Should I use sum-to-zero contrasts?
A sum-to-zero contrast codes a categorical variable as deviations from a grand mean. Social scientists use them extensively. Should ecologists?
EDIT the first version of this post that went up had some bugs in it. Hopefully all fixed now.
More accurately, should I tell my students in Ecological Statistics to use them? Sum-to-zero contrasts are conceptually similar to centering a continuous variable by subtracting the mean from your predictor variable prior to analysis. Discussions of centering often end up conflated with scaling, which is dividing your predictor variable by a constant, usually the standard deviation, prior to analysis. Always scaling covariates prior to regression analysis is controversial advice. See for example Andrew Gelman’s blogpost and comments, or many crossvalidated questions such as this one which has links to many others. There is a good reference as well as some useful discussion in the comments of this question. In this post I focus on the effects of sum to zero contrasts for categorical variables and interactions with continuous variables.1
Here is my summary of the pros and cons of centering drawn from those references above.2
- Centering continuous variables eliminates collinearity between interaction and polynomial terms and the individual covariates that make them up.
- Centering does not affect inference about the covariates.
- Centering can improve the interpretability of the coefficients in a regression model, particularly because the intercept represents the value of the response at the mean of the predictor variables.
- Predicting out of sample data with a model fitted to centered data must be done carefully because the center of the out of sample data will be different from the fitted data.
- There may be some constant value other than the sample mean that makes more sense based on domain knowledge.
To make the discussion concrete, let me demonstrate with an example of the interaction between a continuous covariate and a categorical one.

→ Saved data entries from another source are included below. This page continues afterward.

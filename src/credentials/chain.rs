//! Chain credential provider for trying multiple sources in order.

use super::{AwsCredentials, CredentialProvider};
use crate::credentials::error::CredentialError;
use async_trait::async_trait;
use std::fmt;
use std::sync::Arc;

/// A credential provider that tries each configured provider in order.
///
/// # Example
///
/// ```no_run
/// use postman::credentials::{
///     ChainCredentialProvider, CredentialProvider, EnvironmentCredentialProvider,
///     ProfileCredentialProvider,
/// };
///
/// # async fn example() -> Result<(), Box<dyn std::error::Error>> {
/// let provider = ChainCredentialProvider::new()
///     .with_provider(EnvironmentCredentialProvider::new())
///     .with_provider(ProfileCredentialProvider::new());
///
/// let credentials = provider.credentials().await?;
/// # Ok(())
/// # }
/// ```
///
/// The first provider that returns credentials wins and later providers are
/// not called. If every provider fails, the result is
/// [`CredentialError::ChainExhausted`] listing each provider's failure.
#[derive(Clone)]
pub struct ChainCredentialProvider {
    providers: Vec<Arc<dyn CredentialProvider>>,
}

impl ChainCredentialProvider {
    /// Create a new empty chain.
    pub fn new() -> Self {
        Self {
            providers: Vec::new(),
        }
    }

    /// Add a provider to the end of the chain.
    pub fn with_provider<P>(mut self, provider: P) -> Self
    where
        P: CredentialProvider + 'static,
    {
        self.providers.push(Arc::new(provider));
        self
    }

    /// Add a shared provider to the end of the chain.
    pub fn with_arc_provider(mut self, provider: Arc<dyn CredentialProvider>) -> Self {
        self.providers.push(provider);
        self
    }

    /// Names of the configured providers, in lookup order.
    pub fn provider_names(&self) -> Vec<&'static str> {
        self.providers.iter().map(|p| p.name()).collect()
    }
}

impl Default for ChainCredentialProvider {
    fn default() -> Self {
        Self::new()
    }
}

#[async_trait]
impl CredentialProvider for ChainCredentialProvider {
    async fn credentials(&self) -> Result<AwsCredentials, CredentialError> {
        let mut attempts = Vec::with_capacity(self.providers.len());

        for provider in &self.providers {
            match provider.credentials().await {
                Ok(credentials) => {
                    tracing::debug!(provider = provider.name(), "resolved AWS credentials");
                    return Ok(credentials);
                }
                Err(err) => {
                    tracing::debug!(provider = provider.name(), error = %err, "credential provider failed");
                    attempts.push(format!("{}: {}", provider.name(), err));
                }
            }
        }

        Err(CredentialError::ChainExhausted { attempts })
    }

    fn name(&self) -> &'static str {
        "chain"
    }
}

impl fmt::Debug for ChainCredentialProvider {
    fn fmt(&self, f: &mut fmt::Formatter<'_>) -> fmt::Result {
        f.debug_struct("ChainCredentialProvider")
            .field("providers", &self.provider_names())
            .finish()
    }
}

#[cfg(test)]
mod tests {
    use super::*;
    use crate::credentials::StaticCredentialProvider;
    use std::sync::atomic::{AtomicUsize, Ordering};

    struct FailingProvider {
        calls: Arc<AtomicUsize>,
    }

    #[async_trait]
    impl CredentialProvider for FailingProvider {
        async fn credentials(&self) -> Result<AwsCredentials, CredentialError> {
            self.calls.fetch_add(1, Ordering::SeqCst);
            Err(CredentialError::Missing {
                message: "nothing here".to_string(),
            })
        }

        fn name(&self) -> &'static str {
            "failing"
        }
    }

    #[tokio::test]
    async fn test_chain_returns_first_success() {
        let calls = Arc::new(AtomicUsize::new(0));
        let provider = ChainCredentialProvider::new()
            .with_provider(FailingProvider {
                calls: calls.clone(),
            })
            .with_provider(StaticCredentialProvider::from_keys("AKID1", "SECRET1"))
            .with_provider(StaticCredentialProvider::from_keys("AKID2", "SECRET2"));

        let creds = provider.credentials().await.unwrap();
        assert_eq!(creds.access_key_id(), "AKID1");
        assert_eq!(calls.load(Ordering::SeqCst), 1);
    }

    #[tokio::test]
    async fn test_chain_exhausted_lists_every_attempt() {
        let calls = Arc::new(AtomicUsize::new(0));
        let provider = ChainCredentialProvider::new()
            .with_provider(FailingProvider {
                calls: calls.clone(),
            })
            .with_provider(FailingProvider {
                calls: calls.clone(),
            });

        match provider.credentials().await {
            Err(CredentialError::ChainExhausted { attempts }) => {
                assert_eq!(attempts.len(), 2);
                assert!(attempts[0].starts_with("failing: "));
            }
            other => panic!("Expected ChainExhausted, got {:?}", other),
        }
        assert_eq!(calls.load(Ordering::SeqCst), 2);
    }

    #[tokio::test]
    async fn test_empty_chain_fails() {
        let provider = ChainCredentialProvider::new();
        assert!(provider.provider_names().is_empty());
        assert!(matches!(
            provider.credentials().await,
            Err(CredentialError::ChainExhausted { .. })
        ));
    }
}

In the following I refer to the effect of individual covariates outside the interaction as the “simple effect” of that covariate.
The intercept of this model isn’t directly interpretable because it gives the average width at a length of zero, which is impossible. In addition, both the intercept and simple effect of length represent the change in width for only one species, setosa. The default contrast in R estimates coefficients for $k - 1$ levels of a factor. In the simple effect of a factor each coefficient is the difference between the first level (estimated by the intercept), and the named level. In the above, Speciesversicolor
has sepals that are 1.4 mm wider than setosa. The interaction coefficients
such as Sepal.Length:Speciesversicolor
tell us how much the effect of Sepal.Length in versicolor changes from that in setosa. So every mm of sepal length in versicolor increases sepal width by $0.8 - 0.48 = 0.32$ mm.
Maybe a plot will help.
I did something rather silly looking there because I wanted to see where the curves cross x = 0. That is where the estimates for the intercept and simple effect of species are calculated. The intercept is negative, and the line for setosa crosses x = 0 well below y = 0. The simple effect estimates of Species are both positive, with virginica being larger, and indeed the line for virginica crosses x = 0 at the highest point. Similarly, the simple effect of length is the slope of the line for setosa, and it is larger than the slopes of the other two species because the estimated interactions are both negative. But not centering really makes things ugly for direct interpretation of the estimated coefficients.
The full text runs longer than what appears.